[glue-wg] Values with additional sematic meaning.

Paul Millar paul.millar at desy.de
Wed Dec 5 06:18:36 CST 2007


Hi all,

One of the complaints I've heard from people is that GLUE schema doesn't have 
a mechanism for knowing that certain results are invalid.  In my "spare 
time", I put together some material that might be of use here.

Of course, this is just a first draft; comments gratefully appreciated.

Cheers,

Paul.

PS.
my thanks to Graeme Steward for his comments and suggestions.

-------------

GLUE proposal on values with additional semantic meaning.
----


Introduction
---

GLUE Schema provides a common method of providing information about a
Grid such that specific knowledge of that Grid is not needed to
appreciate its current state.

The current GLUE schema assumes that all information is available and
that any static information has been correctly configured.  This is not
always true: for whatever reason, information may be temporary or more 
permanently unavailable or some static information may be left unconfigured.

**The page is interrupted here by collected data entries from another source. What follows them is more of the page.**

//! Run orchestration: config validation, the coordinator, and live handles.

use crate::coverage::{aggregate, CoverageMode, CoverageSnapshot};
use crate::error::CubrirResult;
use crate::exec::{CancelFlag, CredentialProvider, Executor, ResultLog};
use crate::report::RunReport;
use crate::spec::SpecModel;
use crate::synth::{Strategy, SynthesisWarning, Synthesizer, DEFAULT_DEPTH_CAP};
use chrono::Utc;
use std::sync::Arc;
use thiserror::Error;
use tracing::info;
use uuid::Uuid;

/// Everything a run needs, validated up front.
#[derive(Debug, Clone)]
pub struct RunConfig {
    /// Server under test, e.g. `http://localhost:8080`.
    pub base_url: String,
    /// Concurrent executor workers.
    pub concurrency: usize,
    /// Per-request timeout.
    pub timeout_ms: u64,
    /// Retry behavior.
    pub retry: crate::exec::RetryPolicy,
    /// Strategies to synthesize with, in order.
    pub strategies: Vec<Strategy>,
    /// Schema recursion depth cap.
    pub depth_cap: usize,
    /// Coverage accounting mode.
    pub coverage_mode: CoverageMode,
    /// Optional credentials injected into every request.
    pub credentials: Option<Arc<dyn CredentialProvider>>,
    /// Optional cap on total synthesized cases.
    pub case_limit: Option<usize>,
}

impl Default for RunConfig {
    fn default() -> Self {
        Self {
            base_url: "http://localhost:8080".to_string(),
            concurrency: 4,
            timeout_ms: 10_000,
            retry: crate::exec::RetryPolicy::default(),
            strategies: Strategy::ALL.to_vec(),
            depth_cap: DEFAULT_DEPTH_CAP,
            coverage_mode: CoverageMode::Endpoint,
            credentials: None,
            case_limit: None,
        }
    }
}

/// Why a run config was rejected. Surfaced before anything executes.
#[derive(Debug, Error)]
pub enum ConfigError {
    /// Base URL is not `http(s)://`
    #[error("base URL must start with http:// or https://, got: {url}")]
    InvalidBaseUrl {
        /// Offending URL
        url: String,
    },

    /// Concurrency of zero would never make progress
    #[error("concurrency must be at least 1")]
    ZeroConcurrency,

    /// Timeout of zero would fail every request
    #[error("timeout must be at least 1ms")]
    ZeroTimeout,

    /// Retry policy must allow at least the first attempt
    #[error("retry policy must allow at least one attempt")]
    ZeroAttempts,

    /// No strategies means no cases
    #[error("at least one strategy is required")]
    NoStrategies,

    /// Depth cap of zero truncates every schema at the root
    #[error("depth cap must be at least 1")]
    ZeroDepthCap,
}

impl RunConfig {
    /// Validate the config; all violations are fatal.
    pub fn validate(&self) -> Result<(), ConfigError> {
        if !self.base_url.starts_with("http://") && !self.base_url.starts_with("https://") {
            return Err(ConfigError::InvalidBaseUrl {
                url: self.base_url.clone(),
            });
        }
        if self.concurrency == 0 {
            return Err(ConfigError::ZeroConcurrency);
        }
        if self.timeout_ms == 0 {
            return Err(ConfigError::ZeroTimeout);
        }
        if self.retry.max_attempts == 0 {
            return Err(ConfigError::ZeroAttempts);
        }
        if self.strategies.is_empty() {
            return Err(ConfigError::NoStrategies);
        }
        if self.depth_cap == 0 {
            return Err(ConfigError::ZeroDepthCap);
        }
        Ok(())
    }
}

/// Starts runs and hands back live handles.
#[derive(Debug)]
pub struct RunCoordinator;

impl RunCoordinator {
    /// Synthesize cases for the whole model and start executing them.
    ///
    /// Returns immediately with a [`RunHandle`]; execution proceeds on a
    /// spawned task.
    pub fn start(
        model: Arc<SpecModel>,
        config: RunConfig,
        executor: Arc<dyn Executor>,
    ) -> CubrirResult<RunHandle> {
        config.validate()?;

        let synth = Synthesizer::new(&model).with_depth_cap(config.depth_cap);
        let mut output = synth.synthesize_all(&config.strategies);
        if let Some(limit) = config.case_limit {
            output.cases.truncate(limit);
        }
        let case_count = output.cases.len();
        let run_id = Uuid::new_v4();
        info!(%run_id, cases = case_count, base_url = %config.base_url, "run starting");

        let log = ResultLog::new();
        let cancel = CancelFlag::new();
        let task = {
            let config = config.clone();
            let log = log.clone();
            let cancel = cancel.clone();
            let cases = output.cases;
            tokio::spawn(async move {
                executor.run(cases, &config, &log, &cancel).await;
            })
        };

        Ok(RunHandle {
            run_id,
            model,
            config,
            log,
            cancel,
            warnings: output.warnings,
            case_count,
            started_at: Utc::now(),
            task,
        })
    }
}

/// Live view of an in-flight (or finished) run.
#[derive(Debug)]
pub struct RunHandle {
    /// Unique run identifier.
    pub run_id: Uuid,
    model: Arc<SpecModel>,
    config: RunConfig,
    log: ResultLog,
    cancel: CancelFlag,
    warnings: Vec<SynthesisWarning>,
    case_count: usize,
    started_at: chrono::DateTime<Utc>,
    task: tokio::task::JoinHandle<()>,
}

impl RunHandle {
    /// Cases synthesized for this run.
    #[must_use]
    pub fn case_count(&self) -> usize {
        self.case_count
    }

    /// Results recorded so far.
    #[must_use]
    pub fn completed(&self) -> usize {
        self.log.len()
    }

    /// Synthesis warnings for this run.
    #[must_use]
    pub fn warnings(&self) -> &[SynthesisWarning] {
        &self.warnings
    }

    /// Coverage over the results recorded so far.
    ///
    /// Valid mid-run; the snapshot simply reflects fewer results.
    #[must_use]
    pub fn snapshot(&self) -> CoverageSnapshot {
        aggregate(&self.log.snapshot(), &self.model, self.config.coverage_mode)
    }

    /// Publish the current snapshot to a sink, keyed by this run's id.
    pub fn publish(&self, sink: &dyn crate::sink::ResultSink) -> CubrirResult<()> {
        sink.append(self.run_id, &self.snapshot(), Utc::now())
    }

    /// Request cooperative cancellation. Workers stop between cases; results
    /// already recorded are kept.
    pub fn cancel(&self) {
        info!(run_id = %self.run_id, "cancellation requested");
        self.cancel.cancel();
    }

    /// Wait for the run to finish and assemble the final report.
    pub async fn wait(self) -> RunReport {
        // A panicked executor still yields a report over whatever results
        // landed in the log.
        let _ = self.task.await;
        let results = self.log.snapshot();
        let snapshot = aggregate(&results, &self.model, self.config.coverage_mode);
        let cancelled = self.cancel.is_cancelled();
        info!(
            run_id = %self.run_id,
            results = results.len(),
            coverage = snapshot.coverage,
            cancelled,
            "run finished"
        );
        RunReport {
            run_id: self.run_id,
            spec_title: self.model.info().title.clone(),
            base_url: self.config.base_url,
            started_at: self.started_at,
            finished_at: Utc::now(),
            cancelled,
            case_count: self.case_count,
            warnings: self.warnings,
            snapshot,
            results,
        }
    }
}
//! Cubridor CLI: run spec-driven API tests from the command line
//!
//! ## Usage
//!
//! ```bash
//! cubridor run openapi.yaml --url http://localhost:3000   # Full run
//! cubridor run spec.json -s missing-required --min-coverage 0.8
//! cubridor generate spec.json -o cases.json               # Cases only
//! cubridor inspect spec.json                              # Endpoint listing
//! ```

use clap::Parser;
use cubridor::{
    render_endpoints, render_summary, Cli, CliConfig, CliError, CliResult, Commands, GenerateArgs,
    InspectArgs, ProgressReporter, RunArgs, Verbosity,
};
use cubrir::{
    load_source, DelegateExecutor, Executor, HttpExecutor, JsonlSink, RunCoordinator, RunHandle,
    SpecModel, Synthesizer,
};
use std::process::ExitCode;
use std::sync::Arc;
use std::time::Duration;
use tracing_subscriber::EnvFilter;

fn main() -> ExitCode {
    match run() {
        Ok(()) => ExitCode::SUCCESS,
        Err(e) => {
            eprintln!("Error: {e}");
            ExitCode::FAILURE
        }
    }
}

fn run() -> CliResult<()> {
    let cli = Cli::parse();
    let config = build_config(&cli);
    init_tracing(config.verbosity);

    match cli.command {
        Commands::Run(args) => run_cases(&config, &args),
        Commands::Generate(args) => generate_cases(&args),
        Commands::Inspect(args) => inspect_spec(&args),
    }
}

/// Build CLI configuration from global flags
fn build_config(cli: &Cli) -> CliConfig {
    let verbosity = if cli.quiet {
        Verbosity::Quiet
    } else {
        match cli.verbose {
            0 => Verbosity::Normal,
            1 => Verbosity::Verbose,
            _ => Verbosity::Debug,
        }
    };
    CliConfig::new()
        .with_verbosity(verbosity)
        .with_color(cli.color.into())
}

/// Route tracing to stderr; `RUST_LOG` overrides the verbosity flags.
fn init_tracing(verbosity: Verbosity) {
    let filter = EnvFilter::try_from_default_env()
        .unwrap_or_else(|_| EnvFilter::new(verbosity.filter()));
    tracing_subscriber::fmt()
        .with_env_filter(filter)
        .with_writer(std::io::stderr)
        .init();
}

fn runtime() -> CliResult<tokio::runtime::Runtime> {
    tokio::runtime::Runtime::new()
        .map_err(|e| CliError::runtime(format!("failed to create async runtime: {e}")))
}

/// Handler for `cubridor run`
fn run_cases(config: &CliConfig, args: &RunArgs) -> CliResult<()> {
    let run_config = args.to_run_config()?;
    let mut reporter =
        ProgressReporter::new(config.color.should_color(), config.verbosity.is_quiet());

    let executor: Arc<dyn Executor> = match &args.delegate {
        Some(program) => Arc::new(DelegateExecutor::new(
            program.clone(),
            args.delegate_args.clone(),
        )),
        None => Arc::new(HttpExecutor::new()),
    };

    let rt = runtime()?;
    let report = rt.block_on(async {
        let model = Arc::new(load_source(&args.spec).await?);
        let handle = RunCoordinator::start(model, run_config, executor)?;

        for warning in handle.warnings() {
            reporter.warning(&format!("{:?}: {}", warning.kind, warning.detail));
        }
        let total = handle.case_count() as u64;
        reporter.start_progress(total, "executing cases");
        watch_run(&handle, &reporter, total).await;
        reporter.finish();
        Ok::<_, CliError>(handle.wait().await)
    })?;

    if let Some(path) = &args.results {
        let sink = JsonlSink::create(path).map_err(CliError::Cubrir)?;
        for result in &report.results {
            sink.append(result).map_err(CliError::Cubrir)?;
        }
        reporter.info(&format!("results written to {}", path.display()));
    }
    if let Some(path) = &args.output {
        report.write_json(path).map_err(CliError::Cubrir)?;
        reporter.info(&format!("report written to {}", path.display()));
    }

    for line in render_summary(&report) {
        reporter.info(&line);
    }
    if config.verbosity.is_verbose() {
        for line in render_endpoints(&report.snapshot) {
            reporter.info(&line);
        }
    }

    let failures = report.threshold_failures(&args.thresholds());
    if failures.is_empty() {
        reporter.success("run complete");
        Ok(())
    } else {
        for failure in &failures {
            reporter.failure(failure);
        }
        Err(CliError::ThresholdsFailed {
            summary: failures.join("\n"),
        })
    }
}

/// Poll progress until every case has a result; Ctrl-C cancels cooperatively.
async fn watch_run(handle: &RunHandle, reporter: &ProgressReporter, total: u64) {
    loop {
        let completed = handle.completed() as u64;
        reporter.set_position(completed);
        if completed >= total {
            break;
        }
        tokio::select! {
            () = tokio::time::sleep(Duration::from_millis(100)) => {}
            _ = tokio::signal::ctrl_c() => {
                reporter.warning("cancelling; keeping partial results");
                handle.cancel();
                break;
            }
        }
    }
}

/// Handler for `cubridor generate`
fn generate_cases(args: &GenerateArgs) -> CliResult<()> {
    let rt = runtime()?;
    let model = rt.block_on(load_source(&args.spec))?;

    let synth = Synthesizer::new(&model).with_depth_cap(args.depth_cap);
    let mut output = synth.synthesize_all(&args.effective_strategies());
    if let Some(limit) = args.limit {
        output.cases.truncate(limit);
    }
    for warning in &output.warnings {
        tracing::warn!(detail = %warning.detail, "synthesis degraded");
    }

    let json = serde_json::to_string_pretty(&output.cases)
        .map_err(|e| CliError::runtime(e.to_string()))?;
    match &args.output {
        Some(path) => std::fs::write(path, json)?,
        None => println!("{json}"),
    }
    Ok(())
}

/// Handler for `cubridor inspect`
fn inspect_spec(args: &InspectArgs) -> CliResult<()> {
    let rt = runtime()?;
    let model = rt.block_on(load_source(&args.spec))?;

    if args.json {
        let endpoints: Vec<serde_json::Value> = model
            .endpoints()
            .iter()
            .map(|ep| {
                serde_json::json!({
                    "name": ep.name(),
                    "method": ep.method.as_str(),
                    "path": ep.path,
                    "parameters": ep.parameters.len(),
                    "has_body": ep.request_body.is_some(),
                    "responses": ep.responses.len(),
                })
            })
            .collect();
        println!(
            "{}",
            serde_json::to_string_pretty(&endpoints)
                .map_err(|e| CliError::runtime(e.to_string()))?
        );
    } else {
        print_endpoint_table(&model);
    }
    Ok(())
}

fn print_endpoint_table(model: &SpecModel) {
    println!(
        "{} v{} ({} endpoints)",
        model.info().title,
        model.info().version,
        model.endpoints().len()
    );
    for ep in model.endpoints() {
        let body = if ep.request_body.is_some() {
            "body"
        } else {
            "-"
        };
        println!(
            "{:<7} {:<40} {:>2} params  {:>4}  {:>2} responses",
            ep.method.as_str(),
            ep.path,
            ep.parameters.len(),
            body,
            ep.responses.len()
        );
    }
}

These imply that some additional (semantic) meaning of values is
needed.  This is most naturally accommodated by returning a special (or
"illegal") value: a value that should not occur during normal
operation.

This is already in practise; however it is not specified within GLUE, so 
different implementations can choose different values.  Knowledge of whether 
a particular value is valid then becomes information-provider specific, going 
against the spirit of the GLUE Schema.

This document aims to rationalises and standardises values that have some
additional semantic meaning.  It is split into two further sections: use-cases
and proposed values.


Use-cases:
---

Two scenarios are considered:

Scenario 1. a static value has no (good) default value and has not
been configured.

Some static values have no good default value.  This may be because
the configuration requires some knowledge of a site's configuration or
for some other reason.  Whilst this value should be altered to reflect
the site's configuration this might not happen[1], so exposing the
application's default configuration.  Given there is no (good) default
value, what should this value be?

[1] We note the available of tools such as YAIM to assist in
configuration of EGEE sites, which will reduce the likelihood of this
scenario.  However, 1. not all sites are configured with YAIM, 2. not
all Grids have a tool like YAIM, 3. Upgrading components may result in
changes in configuration, so increasing the likelihood of this
problem.



Scenario 2. information provider is unable to obtain a dynamic value.

A dynamic value is provided by an information provider by querying the
Grid resource.  This query will use a number of ancillary resources
(e.g., DNS, network hardware) that might fail; the service itself
might fail.  Given a lack of information[2], what value should the
information provider return?

[2] If caching of previous results is available, temporary failures
may be mitigated.  However, it is an open question for how long any
such cached information should be permitted.


Proposed illegal values:
---

This section describes a number of values that can be represented
within a given address space (e.g., UTF-8, Integers, FQDNs, IPv4
address space).

With Scenario 1, configuration SHOULD use these default values
wherever possible; likewise, dynamic information provides SHOULD use
these default values whenever they wish to indicate a problem
gathering information.

The semantic meaning SHOULD BE limited to simply that the value is
invalid and is not to be relied upon.  A client using this information
SHOULD NOT draw any conclusions as to why the information is invalid
from the information presented here.


1. All GLUE-specific enumerated types:
	SHOULD use the designated "unknown" value.

  Rational:

  If a value is unknown, it should be specified as such.  Either this
  or the GLUE schema clearly state that, should some values be unknown
  that the whole entry should not be reported.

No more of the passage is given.